→ What you will do
The result should be every line that contains the word "DateTime", taken from the material.

BEGIN

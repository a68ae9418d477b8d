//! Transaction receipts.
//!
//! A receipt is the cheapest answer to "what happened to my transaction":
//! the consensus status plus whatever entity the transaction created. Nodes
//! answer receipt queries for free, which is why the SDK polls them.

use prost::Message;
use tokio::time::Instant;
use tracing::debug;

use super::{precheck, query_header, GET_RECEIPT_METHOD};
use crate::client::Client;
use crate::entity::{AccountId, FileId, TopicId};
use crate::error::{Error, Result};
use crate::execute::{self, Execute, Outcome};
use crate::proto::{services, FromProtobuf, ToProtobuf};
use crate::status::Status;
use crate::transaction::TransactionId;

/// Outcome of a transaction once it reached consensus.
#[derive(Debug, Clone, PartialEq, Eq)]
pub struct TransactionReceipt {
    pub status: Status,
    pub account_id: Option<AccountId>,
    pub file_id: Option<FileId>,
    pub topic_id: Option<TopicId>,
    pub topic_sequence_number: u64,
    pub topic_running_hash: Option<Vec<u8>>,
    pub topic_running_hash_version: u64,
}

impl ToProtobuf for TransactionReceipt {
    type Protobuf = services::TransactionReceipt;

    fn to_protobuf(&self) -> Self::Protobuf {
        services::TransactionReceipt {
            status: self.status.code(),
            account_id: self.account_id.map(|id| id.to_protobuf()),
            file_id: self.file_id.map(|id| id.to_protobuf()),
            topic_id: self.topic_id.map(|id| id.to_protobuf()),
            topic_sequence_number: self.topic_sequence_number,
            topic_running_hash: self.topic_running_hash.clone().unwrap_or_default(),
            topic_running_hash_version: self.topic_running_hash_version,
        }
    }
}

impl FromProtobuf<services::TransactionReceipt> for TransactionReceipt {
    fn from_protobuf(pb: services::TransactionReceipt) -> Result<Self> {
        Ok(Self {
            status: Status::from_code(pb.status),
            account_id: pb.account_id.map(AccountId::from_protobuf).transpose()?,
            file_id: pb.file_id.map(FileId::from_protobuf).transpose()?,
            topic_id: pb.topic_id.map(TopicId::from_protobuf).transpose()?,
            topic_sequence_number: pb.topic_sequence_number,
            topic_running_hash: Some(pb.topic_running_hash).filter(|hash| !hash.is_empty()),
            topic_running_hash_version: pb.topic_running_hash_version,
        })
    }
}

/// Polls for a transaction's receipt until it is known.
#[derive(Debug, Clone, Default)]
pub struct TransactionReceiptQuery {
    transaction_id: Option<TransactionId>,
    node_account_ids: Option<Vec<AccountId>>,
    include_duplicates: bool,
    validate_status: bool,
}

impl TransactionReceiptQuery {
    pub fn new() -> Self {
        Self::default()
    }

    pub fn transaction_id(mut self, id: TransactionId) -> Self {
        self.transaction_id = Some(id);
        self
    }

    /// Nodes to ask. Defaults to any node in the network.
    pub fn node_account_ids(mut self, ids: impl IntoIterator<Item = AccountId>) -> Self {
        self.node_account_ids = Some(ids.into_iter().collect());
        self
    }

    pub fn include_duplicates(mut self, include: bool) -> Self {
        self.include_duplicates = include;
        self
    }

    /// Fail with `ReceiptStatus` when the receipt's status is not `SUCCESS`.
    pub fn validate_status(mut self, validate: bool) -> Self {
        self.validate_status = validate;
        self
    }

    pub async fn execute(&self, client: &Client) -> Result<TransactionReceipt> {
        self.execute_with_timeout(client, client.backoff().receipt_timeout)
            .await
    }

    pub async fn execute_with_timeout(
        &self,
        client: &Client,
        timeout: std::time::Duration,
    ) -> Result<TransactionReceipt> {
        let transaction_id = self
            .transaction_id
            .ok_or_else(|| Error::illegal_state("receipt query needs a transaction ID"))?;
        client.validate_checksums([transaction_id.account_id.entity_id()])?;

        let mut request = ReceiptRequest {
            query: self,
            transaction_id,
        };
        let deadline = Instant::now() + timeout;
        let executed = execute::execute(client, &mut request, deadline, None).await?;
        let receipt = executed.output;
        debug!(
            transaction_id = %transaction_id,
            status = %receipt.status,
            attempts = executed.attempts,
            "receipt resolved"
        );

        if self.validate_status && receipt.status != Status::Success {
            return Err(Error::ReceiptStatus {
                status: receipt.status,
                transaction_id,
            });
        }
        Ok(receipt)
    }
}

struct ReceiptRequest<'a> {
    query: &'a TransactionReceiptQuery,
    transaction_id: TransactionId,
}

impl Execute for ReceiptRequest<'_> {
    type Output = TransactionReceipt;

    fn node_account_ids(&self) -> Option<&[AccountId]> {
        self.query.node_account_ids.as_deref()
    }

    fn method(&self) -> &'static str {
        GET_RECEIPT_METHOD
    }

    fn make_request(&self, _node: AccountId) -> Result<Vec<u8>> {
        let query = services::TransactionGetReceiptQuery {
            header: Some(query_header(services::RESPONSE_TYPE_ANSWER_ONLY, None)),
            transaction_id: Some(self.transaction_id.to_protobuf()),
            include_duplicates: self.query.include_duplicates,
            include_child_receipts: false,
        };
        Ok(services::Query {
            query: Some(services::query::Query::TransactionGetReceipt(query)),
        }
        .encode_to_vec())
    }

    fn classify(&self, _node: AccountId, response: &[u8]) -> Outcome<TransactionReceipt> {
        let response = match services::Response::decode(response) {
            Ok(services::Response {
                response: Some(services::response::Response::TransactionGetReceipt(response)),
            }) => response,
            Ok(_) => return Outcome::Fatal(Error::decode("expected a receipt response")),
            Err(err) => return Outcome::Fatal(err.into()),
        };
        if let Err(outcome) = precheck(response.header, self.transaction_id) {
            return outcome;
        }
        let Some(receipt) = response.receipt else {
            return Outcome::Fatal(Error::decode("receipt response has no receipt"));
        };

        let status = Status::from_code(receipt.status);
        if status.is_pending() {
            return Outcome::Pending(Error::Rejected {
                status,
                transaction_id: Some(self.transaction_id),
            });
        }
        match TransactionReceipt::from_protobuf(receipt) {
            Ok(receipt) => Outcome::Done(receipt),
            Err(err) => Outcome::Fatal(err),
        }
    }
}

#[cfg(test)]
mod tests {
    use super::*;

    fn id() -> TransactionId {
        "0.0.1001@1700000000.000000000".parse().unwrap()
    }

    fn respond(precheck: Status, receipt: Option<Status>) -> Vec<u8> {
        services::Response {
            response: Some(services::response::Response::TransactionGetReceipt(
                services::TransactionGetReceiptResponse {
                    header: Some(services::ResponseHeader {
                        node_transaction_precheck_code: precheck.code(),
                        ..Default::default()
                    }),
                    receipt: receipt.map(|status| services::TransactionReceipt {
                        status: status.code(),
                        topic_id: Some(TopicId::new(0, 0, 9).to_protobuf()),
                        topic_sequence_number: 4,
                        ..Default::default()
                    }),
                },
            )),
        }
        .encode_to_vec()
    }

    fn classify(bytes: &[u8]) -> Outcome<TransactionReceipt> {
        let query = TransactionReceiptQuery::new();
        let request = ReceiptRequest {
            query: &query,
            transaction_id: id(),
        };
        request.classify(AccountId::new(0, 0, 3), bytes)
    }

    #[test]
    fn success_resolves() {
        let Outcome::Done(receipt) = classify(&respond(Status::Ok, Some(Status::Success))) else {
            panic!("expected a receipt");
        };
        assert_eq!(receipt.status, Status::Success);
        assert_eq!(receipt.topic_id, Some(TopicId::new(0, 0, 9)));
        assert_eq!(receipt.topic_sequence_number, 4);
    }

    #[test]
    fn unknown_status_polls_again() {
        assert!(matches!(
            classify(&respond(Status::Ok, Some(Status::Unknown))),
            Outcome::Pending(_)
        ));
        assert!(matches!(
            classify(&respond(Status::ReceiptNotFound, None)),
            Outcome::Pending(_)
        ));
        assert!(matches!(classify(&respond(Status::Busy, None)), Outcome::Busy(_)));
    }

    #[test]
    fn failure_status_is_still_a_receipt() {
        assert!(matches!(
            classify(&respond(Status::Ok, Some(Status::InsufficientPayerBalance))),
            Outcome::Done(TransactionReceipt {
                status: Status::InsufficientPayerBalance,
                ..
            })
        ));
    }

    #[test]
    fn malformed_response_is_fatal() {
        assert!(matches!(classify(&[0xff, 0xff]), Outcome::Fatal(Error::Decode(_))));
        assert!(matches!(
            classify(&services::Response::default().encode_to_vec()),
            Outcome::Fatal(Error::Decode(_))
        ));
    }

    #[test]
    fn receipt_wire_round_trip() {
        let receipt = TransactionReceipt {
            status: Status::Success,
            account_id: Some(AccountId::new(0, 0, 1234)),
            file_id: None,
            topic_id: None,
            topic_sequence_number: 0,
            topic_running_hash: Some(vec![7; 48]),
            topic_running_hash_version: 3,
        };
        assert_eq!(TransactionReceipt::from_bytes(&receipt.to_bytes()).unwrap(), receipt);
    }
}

END
BEGIN

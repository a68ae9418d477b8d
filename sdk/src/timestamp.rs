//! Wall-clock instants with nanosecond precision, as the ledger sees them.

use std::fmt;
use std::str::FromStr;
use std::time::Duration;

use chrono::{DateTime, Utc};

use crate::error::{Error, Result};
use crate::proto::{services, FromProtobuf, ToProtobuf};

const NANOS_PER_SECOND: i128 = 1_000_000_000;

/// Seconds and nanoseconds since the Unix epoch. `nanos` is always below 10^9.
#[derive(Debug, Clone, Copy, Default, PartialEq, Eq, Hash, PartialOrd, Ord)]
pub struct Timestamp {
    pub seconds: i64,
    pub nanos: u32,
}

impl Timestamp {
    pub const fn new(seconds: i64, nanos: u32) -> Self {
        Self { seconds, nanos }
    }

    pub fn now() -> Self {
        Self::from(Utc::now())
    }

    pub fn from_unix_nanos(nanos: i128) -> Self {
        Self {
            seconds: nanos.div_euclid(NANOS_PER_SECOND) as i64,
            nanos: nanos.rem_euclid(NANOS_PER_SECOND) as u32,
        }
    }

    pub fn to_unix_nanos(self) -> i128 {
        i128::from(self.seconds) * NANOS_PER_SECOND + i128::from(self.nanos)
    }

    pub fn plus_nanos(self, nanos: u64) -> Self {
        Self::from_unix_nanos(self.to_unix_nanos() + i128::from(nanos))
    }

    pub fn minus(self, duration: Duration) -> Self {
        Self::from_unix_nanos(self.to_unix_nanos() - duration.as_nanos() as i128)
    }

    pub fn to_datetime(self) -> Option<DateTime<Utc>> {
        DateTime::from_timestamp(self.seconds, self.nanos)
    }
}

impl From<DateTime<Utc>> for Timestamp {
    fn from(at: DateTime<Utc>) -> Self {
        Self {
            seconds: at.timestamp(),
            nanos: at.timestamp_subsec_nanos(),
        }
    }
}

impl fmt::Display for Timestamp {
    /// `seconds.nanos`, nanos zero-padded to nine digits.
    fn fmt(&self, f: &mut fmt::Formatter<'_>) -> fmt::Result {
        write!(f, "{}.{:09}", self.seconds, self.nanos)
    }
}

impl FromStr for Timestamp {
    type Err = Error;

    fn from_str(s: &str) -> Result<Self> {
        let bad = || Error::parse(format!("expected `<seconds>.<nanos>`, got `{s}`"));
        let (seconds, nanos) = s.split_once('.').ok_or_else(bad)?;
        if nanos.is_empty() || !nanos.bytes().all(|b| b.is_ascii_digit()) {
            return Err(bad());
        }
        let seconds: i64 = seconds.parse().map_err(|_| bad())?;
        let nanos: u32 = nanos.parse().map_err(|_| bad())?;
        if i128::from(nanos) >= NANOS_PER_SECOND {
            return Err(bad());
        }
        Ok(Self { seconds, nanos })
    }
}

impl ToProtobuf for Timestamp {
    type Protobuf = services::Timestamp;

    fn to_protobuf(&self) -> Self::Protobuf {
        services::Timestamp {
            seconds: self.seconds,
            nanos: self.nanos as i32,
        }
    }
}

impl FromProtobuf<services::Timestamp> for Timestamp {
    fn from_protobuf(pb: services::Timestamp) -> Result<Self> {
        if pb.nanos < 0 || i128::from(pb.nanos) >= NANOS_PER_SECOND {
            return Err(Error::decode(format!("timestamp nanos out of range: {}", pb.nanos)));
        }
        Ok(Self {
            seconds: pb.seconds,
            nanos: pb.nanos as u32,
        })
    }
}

END

→ Result
use chrono::{DateTime, Utc};
    pub fn to_datetime(self) -> Option<DateTime<Utc>> {
        DateTime::from_timestamp(self.seconds, self.nanos)
impl From<DateTime<Utc>> for Timestamp {
    fn from(at: DateTime<Utc>) -> Self {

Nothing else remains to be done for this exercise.